IF THE ONLY PRAYER YOU SAID IN YOUR LIFE WAS "THANK YOU", THAT WOULD SUFFICE. ~Meister Eckhart

Saturday, November 3, 2007

11.03.07

The peace you seek is always there. It sits quietly and calmly beneath everything else that has been piled on top of it. ~Ralph Marston
Today I am grateful...
  • for a Saturday back on schedule
  • all November's bills are either paid or ready to be paid
  • that these days I answer the telephone--sometimes without even looking at caller ID
  • for carrying on with recovery. Not resting on laurels, not taking anything for granted.
  • for friends and family and loved ones and even the ones that grate on my nerves
The trouble with staying home and isolating is--I get a lot of bad advice. ~unknown
...most newcomers already suspect the truth, even if they've only been clean for a few days. Chances are that the "life on life's terms" the average newcomer is experiencing is quite a bit more stressful than what the average old-timer deals with each day. If we do manage to convince a newcomer that everything becomes rosy in recovery, we had better make sure we are there to support that newcomer when something goes wrong in his or her life.
Perhaps we simply need to share realistically about how we use the resources ... to accept "life on life's terms," whatever those terms may be on any given day. Recovery, and life itself, contain equal parts of pain and joy. It is important to share both so the newcomer can know that we stay clean no matter what. ~Just for Today

6 comments:

sojo said...

Scott, thank you for the Just for Today message. Sometimes I forget how difficult it is in the early days of sobriety. I have a friend, an old drinking buddy, who is sobering up, slowly. She has helped me remember what it was like. But I find myself utterly frustrated with her and her resistance to doing the deal. Going to meetings, specifically, seems to be real hard for her. Since we're neighbors, she would rather walk over and talk to me. And while I want to be here for her, I can't get her sober.
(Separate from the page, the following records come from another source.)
use serde::{Deserialize, Serialize};

use crate::{DEFAULT_YEARS_AFTER, DEFAULT_YEARS_BEFORE, Year, config::ConfigError};

/// How many years the window shows on each side of the reference year.
#[derive(Debug, Clone, Copy, PartialEq, Eq, Hash, Serialize, Deserialize)]
#[serde(default)]
pub struct YearRange {
    pub before: u16,
    pub after:  u16,
}

impl Default for YearRange {
    fn default() -> Self {
        Self {
            before: DEFAULT_YEARS_BEFORE,
            after:  DEFAULT_YEARS_AFTER,
        }
    }
}

/// The bounded, ascending run of selectable years centered on a reference year.
#[derive(Debug, Clone, Copy, PartialEq, Eq, Hash)]
pub struct YearWindow {
    reference: Year,
    first:     Year,
    last:      Year,
}

impl YearWindow {
    /// Creates the window `[reference - before, reference + after]`.
    ///
    /// # Errors
    /// Returns `ConfigError::YearWindowOutOfRange` if either end leaves `1..=9999`.
    pub fn new(reference: Year, range: YearRange) -> Result<Self, ConfigError> {
        let out_of_range = ConfigError::YearWindowOutOfRange {
            reference,
            before: range.before,
            after: range.after,
        };
        let first = reference
            .checked_offset(-i32::from(range.before))
            .ok_or_else(|| out_of_range.clone())?;
        let last = reference.checked_offset(i32::from(range.after)).ok_or(out_of_range)?;
        Ok(Self { reference, first, last })
    }

    pub const fn reference(&self) -> Year {
        self.reference
    }

    pub const fn first(&self) -> Year {
        self.first
    }

    pub const fn last(&self) -> Year {
        self.last
    }

    /// Number of years in the window, `before + after + 1`
    pub const fn len(&self) -> usize {
        (self.last.get() - self.first.get()) as usize + 1
    }

    /// Never true; a window always holds at least its reference year
    pub const fn is_empty(&self) -> bool {
        false
    }

    pub fn contains(&self, year: Year) -> bool {
        self.first <= year && year <= self.last
    }

    /// Years of the window in ascending order
    pub fn years(&self) -> impl Iterator<Item = Year> {
        (self.first.get()..=self.last.get()).filter_map(|value| Year::new(value).ok())
    }
}
//! Prelude module for date_selector crate.
//!
//! Re-exports commonly used derive macros from derive_more.

pub use derive_more::Display;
I find myself in a scary place sometimes because she was so desperately ill physically with this disease; in a nursing home, liver shot, under Hospice care at 43 years old. Some wonderful miracle brought her back physically. Now I see the disease working on her mind, telling her that she doesn't need help, telling her all sorts of deadly things. And I'm afraid. Really afraid. I came home recently and found her drunk in my backyard. A shortlived slip, thank God. But still I just want to shake her.

I apologize for this long post. But I guess I needed to put it out there. It's kind of hard to share this at a meeting because people know her and would know who I'm talking about and I'm uncomfortable with that. By the way, I am going to Alanon on a weekly basis. It helps.

peanut said...

Dear Scott,

what a wonderful post !

Sojo, thank you for sharing about your neighbor. What a shame we all don't surrender. My Mother died of her disease. I tried to help her get sober - it was not to be.

It is a killer. I hope your friend will wake up and find courage to save her own life.

Love you Scott. I hope I'll see you tonight !

dAAve said...

I'm obsessive about answering the phone. As such, I don't even have Caller ID because I am going to answer it no matter who is calling.
On the other hand, I've run off most people in my life so very few call me anyway.

Scott M. Frey said...

great opening quote, sir!

Todd HellsKitchen said...

Have a great weekend, Son!

Pammie said...

I have to check caller ID, because I jut don't like surprises.